Another solution to protect workers in the vicinity of the crane was to insulate them from the energised crane by the use of an insulating link, see plate 1.3; this will be discussed in the next section.

A proposed solution to the problem of electrocution from crane power line contact is to fit an insulating link between the lifted load and the crane hook, plate 1.3. The insulating link’s performance must take into account the expected operating mechanical loading and high voltage conditions and should never pass an ‘unsafe’ current.

Ingram et al (1959) patented an insulating link in the USA thus allowing Mississippi and Arkansas and, in 1965, Federal law 8C-29 to mandate the use of insulating links. On behalf of the crane companies Morgan (1982) examined the available insulating links and decided that they were unsafe as they passed lethal currents when wet or contaminated. Subsequently the Federal law was repealed and the use of insulating links was discouraged.

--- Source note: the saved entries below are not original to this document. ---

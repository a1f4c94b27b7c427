/// Заголовок SIGPROC filterbank файла.
///
/// Каждое поле соответствует одному тегу потока (см. [`crate::HeaderTag`]),
/// кроме `nsamps`: оно не записывается в файл и вычисляется при чтении из
/// размера файла.
#[derive(Debug, Clone, Default, PartialEq)]
pub struct FilHeader {
    /// Имя исходного файла сырых данных (`rawdatafile`)
    pub rawfile: String,
    /// Имя источника (`source_name`)
    pub sourcename: String,
    /// ID бэкенда (`machine_id`)
    pub machineid: i32,
    /// ID телескопа (`telescope_id`)
    pub telescopeid: i32,
    /// Прямое восхождение источника, hhmmss.s (`src_raj`)
    pub ra: f64,
    /// Склонение источника, ddmmss.s (`src_dej`)
    pub dec: f64,
    /// Азимут в градусах (`az_start`)
    pub az: f64,
    /// Зенитный угол в градусах (`za_start`)
    pub zn: f64,
    /// Тип данных (`data_type`)
    pub datatype: i32,
    /// Опорная мера дисперсии (`refdm`)
    pub rdm: f64,
    /// Количество частотных каналов (`nchans`)
    pub nchans: i32,
    /// Частота первого канала, МГц (`fch1`)
    pub topfreq: f64,
    /// Ширина канала, МГц (`foff`)
    pub chanband: f64,
    /// Количество лучей (`nbeams`)
    pub nbeams: i32,
    /// Номер луча (`ibeam`)
    pub ibeam: i32,
    /// Бит на выборку (`nbits`)
    pub nbits: i32,
    /// Время начала наблюдения, MJD (`tstart`)
    pub tstart: f64,
    /// Интервал дискретизации, с (`tsamp`)
    pub tsamp: f64,
    /// Количество IF каналов (`nifs`)
    pub nifs: i32,
    /// Количество временных выборок на канал (не хранится в потоке)
    pub nsamps: u64,
}

impl FilHeader {
    /// Размер области данных в байтах: `nsamps * nchans * nbits / 8`.
    ///
    /// Целочисленная арифметика слева направо. `None`, если `nchans` или
    /// `nbits` отрицательны или произведение не помещается в `u64`.
    pub fn data_size(&self) -> Option<u64> {
        let nchans = u64::try_from(self.nchans).ok()?;
        let nbits = u64::try_from(self.nbits).ok()?;

        Some(self.nsamps.checked_mul(nchans)?.checked_mul(nbits)? / 8)
    }

    /// Полная полоса в МГц (`nchans * foff`, знак как у `foff`).
    pub fn bandwidth(&self) -> f64 {
        self.nchans as f64 * self.chanband
    }

    /// Длительность записи в секундах.
    pub fn duration_secs(&self) -> f64 {
        self.nsamps as f64 * self.tsamp
    }
}

#[cfg(test)]
mod tests {
    use super::*;

    #[test]
    fn test_default_is_empty() {
        let h = FilHeader::default();

        assert!(h.rawfile.is_empty());
        assert!(h.sourcename.is_empty());
        assert_eq!(h.nsamps, 0);
        assert_eq!(h.data_size(), Some(0));
    }

    #[test]
    fn test_data_size() {
        let h = FilHeader {
            nchans: 128,
            nbits: 8,
            nsamps: 1000,
            ..Default::default()
        };
        assert_eq!(h.data_size(), Some(128_000));

        // 2 бита: 4 выборки в байте
        let h = FilHeader {
            nchans: 64,
            nbits: 2,
            nsamps: 10,
            ..Default::default()
        };
        assert_eq!(h.data_size(), Some(160));

        let bad = FilHeader {
            nchans: -1,
            nbits: 8,
            nsamps: 10,
            ..Default::default()
        };
        assert_eq!(bad.data_size(), None);
    }

    #[test]
    fn test_bandwidth_and_duration() {
        let h = FilHeader {
            nchans: 128,
            chanband: -0.390625,
            nsamps: 1000,
            tsamp: 0.000064,
            ..Default::default()
        };

        assert_eq!(h.bandwidth(), -50.0);
        assert!((h.duration_secs() - 0.064).abs() < 1e-12);
    }
}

The novel insulating link, designed, developed and tested in this research, provides a breakthrough in performance, being safe to use when wet or contaminated. Pittman (2003) and Redeker (1999), appendix 1, suggest this breakthrough left the crane industry with a dilemma for if they openly acknowledged the insulating link’s safe performance they would be sued if they did not fit them. After several years of the crane industry not fitting insulating links, the Department of Labor (2008) decided that the continued unnecessary death of crane workers should stop. In 2004 OSHA charged CDAC with rewriting the 30-year-old Construction Crane Safety Standard 29 CFR 1226.550 relating to cranes and derricks safety, which was aided by Pratt. The rule was published 8th August 2010 with an implementation date of 8th November 2010.